Thing is dude, you moan and whine like this when Butchers (or pretty much anyone) criticizes you--but a couple of posts earlier you called me "an apologist for racism."

I won't respond to you as you deserve, because you do seem mentally unstable to me. But seriously, if you can't take it, don't dish it out.
You really are a horrific piece of shit aren't you.
You call calling someone "chinky" "a triviality" you get called out. You try and call me racist as I suggest you go explain yourself in your local Chinese restaurant (where you may note you might find a concentration of British Chinese/HK folk who would be very interested in your views). Of course that is terribly racist, rah rah what, rather than using the word "chinky" of course.
You then whine when you get abuse, and report my posts - hahahahah - you internet weirdo.
Then you chip in to some guy who, for some reason known only to him, is posting about topping himself and call him "mentally unstable," after saying "I won't respond to you."
What a worthless piece of dust you are.

Anyway, sorry if what I said before hurt your ickle feelings. How is your single-middle-aged-white-guy-in-Asia holiday going? Tiring I bet. :D :D :D
 
I'm not sure what I could have done. The only march I have been on was the Iraq war.

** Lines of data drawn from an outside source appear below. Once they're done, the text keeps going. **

use crate::errors::{FakeLambdaError, Result};
use crate::identity;
use crate::metrics_defs::{LIST_FUNCTIONS_REQUESTS, UNSUPPORTED_REQUESTS};
use http_body_util::combinators::BoxBody;
use http_body_util::{BodyExt, Full, LengthLimitError, Limited};
use hyper::body::{Body, Bytes, Incoming};
use hyper::header::{AUTHORIZATION, CONTENT_TYPE};
use hyper::service::Service;
use hyper::{Method, Request, Response, StatusCode, Uri};
use registry::{FunctionDescriptor, FunctionRegistry};
use serde::Serialize;
use shared::counter;
use shared::http::make_text_response;
use std::error::Error as StdError;
use std::future::Future;
use std::pin::Pin;

pub type LambdaBody = BoxBody<Bytes, FakeLambdaError>;

/// Path of the ListFunctions operation.
pub const LIST_FUNCTIONS_PATH: &str = "/2015-03-31/functions";

/// Request bodies above this size are rejected with 413 before routing.
pub const MAX_REQUEST_BODY_BYTES: usize = 6 * 1024 * 1024;

/// Body of a ListFunctions response.
///
/// `NextMarker` is always serialized as `null`: every function is returned in
/// a single page.
#[derive(Serialize)]
struct ListFunctionsResponse {
    #[serde(rename = "Functions")]
    functions: Vec<FunctionDescriptor>,
    #[serde(rename = "NextMarker")]
    next_marker: Option<String>,
}

/// Pagination parameters a client may send with ListFunctions. They are
/// accepted but not applied.
#[derive(Debug, Default, PartialEq, Eq)]
pub struct ListFunctionsParams {
    pub marker: Option<String>,
    pub max_items: Option<String>,
}

impl ListFunctionsParams {
    pub fn from_query(query: Option<&str>) -> Self {
        let mut params = ListFunctionsParams::default();
        let Some(query) = query else {
            return params;
        };

        for (name, value) in url::form_urlencoded::parse(query.as_bytes()) {
            match name.as_ref() {
                "Marker" => params.marker = Some(value.into_owned()),
                "MaxItems" => params.max_items = Some(value.into_owned()),
                _ => {}
            }
        }
        params
    }
}

/// Serves ListFunctions from a registry. Every other request gets a 500.
#[derive(Clone)]
pub struct Dispatcher {
    registry: FunctionRegistry,
}

impl Dispatcher {
    pub fn new(registry: FunctionRegistry) -> Self {
        Self { registry }
    }

    /// Handles one request. The body is collected in full, up to
    /// [`MAX_REQUEST_BODY_BYTES`], before routing.
    pub async fn dispatch<B>(&self, req: Request<B>) -> Result<Response<LambdaBody>>
    where
        B: Body,
        B::Error: Into<Box<dyn StdError + Send + Sync>>,
    {
        let (parts, body) = req.into_parts();
        if let Err(e) = Limited::new(body, MAX_REQUEST_BODY_BYTES).collect().await {
            if e.downcast_ref::<LengthLimitError>().is_some() {
                tracing::warn!(method = %parts.method, uri = %parts.uri, "Request body too large");
                return Ok(make_text_response(
                    StatusCode::PAYLOAD_TOO_LARGE,
                    format!("Request body exceeds {MAX_REQUEST_BODY_BYTES} bytes"),
                ));
            }
            return Err(FakeLambdaError::RequestBodyError(e.to_string()));
        }

        if is_list_functions(&parts.method, parts.uri.path()) {
            let authorization = parts.headers.get(AUTHORIZATION).map(|v| v.as_bytes());
            self.list_functions(authorization, parts.uri.query())
        } else {
            Ok(self.unsupported(&parts.method, &parts.uri))
        }
    }

    fn list_functions(
        &self,
        authorization: Option<&[u8]>,
        query: Option<&str>,
    ) -> Result<Response<LambdaBody>> {
        let tenant = identity::resolve(authorization);
        let params = ListFunctionsParams::from_query(query);
        let functions = self.registry.lookup_tenant(&tenant);

        counter!(LIST_FUNCTIONS_REQUESTS).increment(1);
        tracing::debug!(
            %tenant,
            marker = ?params.marker,
            max_items = ?params.max_items,
            functions = functions.len(),
            "Listing functions"
        );

        let body = serde_json::to_vec(&ListFunctionsResponse {
            functions,
            next_marker: None,
        })?;

        Ok(Response::builder()
            .status(StatusCode::OK)
            .header(CONTENT_TYPE, "application/json")
            .body(Full::new(Bytes::from(body)).map_err(|e| match e {}).boxed())?)
    }

    fn unsupported(&self, method: &Method, uri: &Uri) -> Response<LambdaBody> {
        counter!(UNSUPPORTED_REQUESTS).increment(1);
        tracing::warn!(%method, %uri, "Unsupported request");

        make_text_response(
            StatusCode::INTERNAL_SERVER_ERROR,
            format!("URL not supported: {uri}"),
        )
    }
}

fn is_list_functions(method: &Method, path: &str) -> bool {
    *method == Method::GET
        && path
            .strip_prefix(LIST_FUNCTIONS_PATH)
            .is_some_and(|rest| rest.is_empty() || rest.starts_with('/'))
}

impl Service<Request<Incoming>> for Dispatcher {
    type Response = Response<LambdaBody>;
    type Error = FakeLambdaError;
    type Future =
        Pin<Box<dyn Future<Output = Result<Self::Response, Self::Error>> + Send + 'static>>;

    fn call(&self, req: Request<Incoming>) -> Self::Future {
        let dispatcher = self.clone();
        Box::pin(async move { dispatcher.dispatch(req).await })
    }
}

#[cfg(test)]
mod tests {
    use super::*;
    use http_body_util::Empty;
    use serde_json::{Value, json};

    const AUTHORIZATION_123: &str = "AWS4-HMAC-SHA256 Credential=123/20240101/us-east-1/lambda/aws4_request, SignedHeaders=host, Signature=abc";

    fn test_request(method: Method, uri: &str, authorization: Option<&str>) -> Request<Empty<Bytes>> {
        let mut builder = Request::builder().method(method).uri(uri);
        if let Some(value) = authorization {
            builder = builder.header(AUTHORIZATION, value);
        }
        builder.body(Empty::new()).unwrap()
    }

    async fn body_bytes(response: Response<LambdaBody>) -> Bytes {
        response.into_body().collect().await.unwrap().to_bytes()
    }

    async fn json_body(dispatcher: &Dispatcher, req: Request<Empty<Bytes>>) -> Value {
        let response = dispatcher.dispatch(req).await.unwrap();
        assert_eq!(response.status(), StatusCode::OK);
        serde_json::from_slice(&body_bytes(response).await).unwrap()
    }

    #[tokio::test]
    async fn test_list_functions_empty() {
        let dispatcher = Dispatcher::new(FunctionRegistry::new());
        let req = test_request(Method::GET, "/2015-03-31/functions/", Some(AUTHORIZATION_123));

        let response = dispatcher.dispatch(req).await.unwrap();
        assert_eq!(response.status(), StatusCode::OK);
        assert_eq!(
            response.headers().get(CONTENT_TYPE).unwrap(),
            "application/json"
        );
        assert_eq!(
            body_bytes(response).await,
            r#"{"Functions":[],"NextMarker":null}"#
        );
    }

    #[tokio::test]
    async fn test_list_functions_for_tenant() {
        let registry = FunctionRegistry::new();
        registry.populate(
            "123",
            "us-east-1",
            vec![json!({"FunctionName": "account"}), json!({"FunctionName": "contact"})],
        );
        registry.populate("456", "us-east-1", vec![json!({"FunctionName": "other"})]);
        let dispatcher = Dispatcher::new(registry);

        let req = test_request(Method::GET, "/2015-03-31/functions/", Some(AUTHORIZATION_123));
        let body = json_body(&dispatcher, req).await;

        assert_eq!(
            body,
            json!({
                "Functions": [{"FunctionName": "account"}, {"FunctionName": "contact"}],
                "NextMarker": null,
            })
        );
    }

    #[tokio::test]
    async fn test_unresolved_identity_uses_default_tenant() {
        let registry = FunctionRegistry::new();
        registry.populate("default", "us-east-1", vec![json!({"FunctionName": "fallback"})]);
        let dispatcher = Dispatcher::new(registry);

        for authorization in [None, Some("Bearer token"), Some(AUTHORIZATION_123)] {
            let req = test_request(Method::GET, "/2015-03-31/functions", authorization);
            let body = json_body(&dispatcher, req).await;
            assert_eq!(body["Functions"], json!([{"FunctionName": "fallback"}]));
        }
    }

    #[tokio::test]
    async fn test_pagination_is_ignored() {
        let registry = FunctionRegistry::new();
        registry.populate(
            "123",
            "us-east-1",
            vec![json!({"FunctionName": "a"}), json!({"FunctionName": "b"})],
        );
        let dispatcher = Dispatcher::new(registry);

        let req = test_request(
            Method::GET,
            "/2015-03-31/functions/?Marker=abc&MaxItems=1",
            Some(AUTHORIZATION_123),
        );
        let body = json_body(&dispatcher, req).await;
        assert_eq!(body["Functions"].as_array().unwrap().len(), 2);
        assert_eq!(body["NextMarker"], Value::Null);
    }

    #[tokio::test]
    async fn test_unsupported_requests() {
        let dispatcher = Dispatcher::new(FunctionRegistry::new());

        for (method, uri) in [
            (Method::POST, "/2015-03-31/functions/"),
            (Method::DELETE, "/2015-03-31/functions/account"),
            (Method::GET, "/2015-03-31/functionsx"),
            (Method::GET, "/2018-10-31/layers/"),
            (Method::GET, "/"),
        ] {
            let req = test_request(method, uri, Some(AUTHORIZATION_123));
            let response = dispatcher.dispatch(req).await.unwrap();
            assert_eq!(response.status(), StatusCode::INTERNAL_SERVER_ERROR);
            assert_eq!(
                body_bytes(response).await,
                format!("URL not supported: {uri}")
            );
        }
    }

    #[tokio::test]
    async fn test_body_is_consumed_before_routing() {
        let dispatcher = Dispatcher::new(FunctionRegistry::new());
        let req = Request::builder()
            .method(Method::GET)
            .uri("/2015-03-31/functions/")
            .body(Full::new(Bytes::from_static(b"ignored body")))
            .unwrap();

        let response = dispatcher.dispatch(req).await.unwrap();
        assert_eq!(response.status(), StatusCode::OK);
    }

    #[tokio::test]
    async fn test_oversized_body_is_rejected() {
        let registry = FunctionRegistry::new();
        registry.populate("123", "us-east-1", vec![json!({"FunctionName": "account"})]);
        let dispatcher = Dispatcher::new(registry);
        let req = Request::builder()
            .method(Method::GET)
            .uri("/2015-03-31/functions/")
            .header(AUTHORIZATION, AUTHORIZATION_123)
            .body(Full::new(Bytes::from(vec![b'x'; MAX_REQUEST_BODY_BYTES + 1])))
            .unwrap();

        let response = dispatcher.dispatch(req).await.unwrap();
        assert_eq!(response.status(), StatusCode::PAYLOAD_TOO_LARGE);

        // A body right at the limit is still accepted
        let req = Request::builder()
            .method(Method::GET)
            .uri("/2015-03-31/functions/")
            .header(AUTHORIZATION, AUTHORIZATION_123)
            .body(Full::new(Bytes::from(vec![b'x'; MAX_REQUEST_BODY_BYTES])))
            .unwrap();
        let response = dispatcher.dispatch(req).await.unwrap();
        assert_eq!(response.status(), StatusCode::OK);
        let body: Value = serde_json::from_slice(&body_bytes(response).await).unwrap();
        assert_eq!(body["Functions"], json!([{"FunctionName": "account"}]));
    }

    #[test]
    fn test_list_functions_params() {
        assert_eq!(
            ListFunctionsParams::from_query(Some("Marker=next%2Fpage&MaxItems=50&FunctionVersion=ALL")),
            ListFunctionsParams {
                marker: Some("next/page".into()),
                max_items: Some("50".into()),
            }
        );
        assert_eq!(ListFunctionsParams::from_query(None), ListFunctionsParams::default());
    }
}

Problem is that the media do have a huge part to play in deciding what people aware of. There is virtually no coverage of Yemen, Syria, Iraq unless something that makes the government look like it is having an impact happens, like taking territory from ISIS. This power was laid out in writing yesterday in the email from Mrs Vine.

I suppose anything that will make politicians actually worry about what people think, what you suggest would help. Basically it would make being an MP like any other job. If you don't do the job you are hired for you may lose it.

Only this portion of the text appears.